À
Marisol Touraine,
Ministère des affaires sociales, de la santé et des droits des femmes, 🧭Gouvernement Valls 2 •
23 sept. 2014M. Jean-Marc Germain attire l'attention de Mme la ministre des affaires sociales, de la santé et des droits des femmes sur la prise en compte de la maladie de Lyme, son expansion, les actions de prévention, de soins et de recherches à conduire pour y faire face. La maladie de Lyme (ou « borréliose de Lyme ») est une maladie bactérienne qui touche l'homme et de nombreux animaux. Elle a la particularité de présenter une grande diversité génétique, épidémiologique, clinique et diagnostique) car elle peut à la fois affecter divers organes et toucher divers systèmes. Le principal facteur de contagion est presque exclusivement des morsures de tiques, lorsque celles-ci sont porteuses de la bactérie.

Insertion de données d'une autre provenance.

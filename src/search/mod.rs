//! Universal search: result model, duplicate expansion, ranking,
//! orchestration, suggestions, and the query-input state machine.

pub mod expand;
// Consumed by the rendering layer, which lives outside this binary
#[allow(dead_code)]
pub mod input;
pub mod modules;
pub mod ranking;
pub mod result;
pub mod service;
pub mod suggest;

pub use service::{SearchOutcome, SearchService};
//! Markdown rendering of search output for the CLI

use crate::search::result::SearchResult;

/// Render a ranked result list as markdown
pub fn format_results(results: &[SearchResult], query: &str) -> String {
    let mut md = String::new();
    md.push_str(&format!("# Search Results · {} · '{}'\n\n", results.len(), query));

    if results.is_empty() {
        md.push_str("No matches.\n");
        return md;
    }

    for result in results {
        md.push_str(&format!("- **{}**", result.title));
        if !result.subtitle.is_empty() {
            md.push_str(&format!(" · {}", result.subtitle));
        }
        md.push('\n');

        if let Some(module) = &result.module {
            md.push_str(&format!("  module: {} ({})", module.name, module.path));
            if result.is_duplicate {
                md.push_str(&format!(
                    " · also in {} other module{}",
                    result.duplicate_group.len(),
                    if result.duplicate_group.len() == 1 { "" } else { "s" }
                ));
            }
            md.push('\n');
        }

        if let Some(status) = result.extra.get("status").and_then(|v| v.as_str()) {
            md.push_str(&format!("  status: {}\n", status));
        }
    }

    md
}

/// Render suggestions as a markdown list
pub fn format_suggestions(suggestions: &[String], query: &str) -> String {
    let mut md = String::new();
    md.push_str(&format!("# Suggestions · '{}'\n\n", query));

    if suggestions.is_empty() {
        md.push_str("No suggestions.\n");
        return md;
    }

    for suggestion in suggestions {
        md.push_str(&format!("- {}\n", suggestion));
    }
    md
}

Outre sa gravité, qui peut à terme affecter la plupart des organes humains avec des effets différents, voire conduire à des handicaps physiques et mentaux, cette maladie présente d'autres difficultés, en particulier pour son diagnostic, car elle peut avoir une phase dormante parfois longue de plusieurs mois voire plusieurs années. Enfin, les critères diagnostiques, les méthodes de dépistages ou les traitements font apparemment toujours l'objet de controverses entre experts dans le monde médical. Le 1er juillet dernier, une résolution a été adoptée à l'unanimité par la commission des Affaires européennes, visant à sécuriser et harmoniser l'information et le parcours de soin des personnes ayant contracté la maladie de Lyme. Elle a surtout pour objectif de prendre en considération la maladie de Lyme au niveau européen, alors même qu'elle est en plein développement en Europe, et notamment dans notre pays. Selon une étude internationale de 2002, elle serait devenue la plus fréquente de toutes les maladies vectorielles transmises à l'homme dans l'hémisphère nord. Les lacunes concernant cette maladie sont très nombreuses, tant sur les raisons de son expansion que sur les facteurs de risques, ou les difficultés de diagnostic. Il y a de plus une carence réelle quant à sa prévention et son identification, à l'échelle européenne, bien que la communauté médicale y soit de plus en plus souvent sensibilisée. Au vu de ses éléments, il souhaite savoir quelles actions la France peut mettre en œuvre, dans les meilleurs délais, afin de consacrer à cette maladie en pleine expansion, les procédures d'identification, de prévention et de soin nécessaires.